A new operation by Italian police, mainly in the greater Genoa and Florence areas, took place on Thursday.
29 raids, with so many other calls to apologize for disasters, violent acts, causing damage to vaccination centers and participating in a secret, illegal organization.
Via the Internet, and more specifically using Telegram, the defendants exchanged videos on “how to sabotage and wreak havoc on vaccination centers without being discovered.”
In fact, they tried to keep their identities secret, but to participate in the various chats only with special codes. This is the second operation against vaccinators in less than forty-eight hours. The Turin prosecutor’s office on Tuesday ordered another 18 raids and three arrests, always on charges of involvement in violent organizations. “We will go to the demonstrations and drop bombs, it’s enough with the dictatorship,” the vaccinators wrote on the Internet.
Pressure for new restrictions on the unvaccinated
The goals of the health and prosecutorial authorities are twofold: to avoid new episodes and to limit the increase of cases as much as possible. Almost all the center-right governors of the Italian north want new restrictions to be imposed on those citizens who have not been vaccinated. Traders, meanwhile, fear there could be a sharp drop in buying traffic in the critical weeks before Christmas if even greater security conditions are not in place.

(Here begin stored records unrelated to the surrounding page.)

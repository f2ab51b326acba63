use crate::catalog::CatalogClient;
use crate::config::GeneratorSettings;
use crate::models::{AccessToken, Event, MemberCredentials};
use crate::store::EventStore;

/// Everything a stage needs besides the pool it writes into.
#[derive(Clone, Copy)]
pub struct GenerationContext<'a> {
    pub event: &'a Event,
    pub credentials: &'a MemberCredentials,
    pub catalog: &'a dyn CatalogClient,
    pub store: &'a dyn EventStore,
    pub settings: &'a GeneratorSettings,
}

impl<'a> GenerationContext<'a> {
    pub fn authoritative(&self) -> &'a AccessToken {
        self.credentials.authoritative()
    }

    /// Per-stage cap, shared by every member whether their refresh worked or not.
    pub fn stage_budget(&self) -> usize {
        self.settings.stage_budget(self.credentials.member_count())
    }
}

Initially, the government of Mario Draghi was negative and many experts had referred to the possible unconstitutionality of any measures that can only concern certain categories of citizens.
On Thursday, however, Italian Undersecretary of Health Pierpaolo Schiller said that if the regions with the most cases turn yellow and then orange (with new, strict bans) then a selective lockdown for unvaccinated citizens could indeed be implemented. The most direct report, according to commentators, is first of all in the Upper Adygea region on the border with Austria.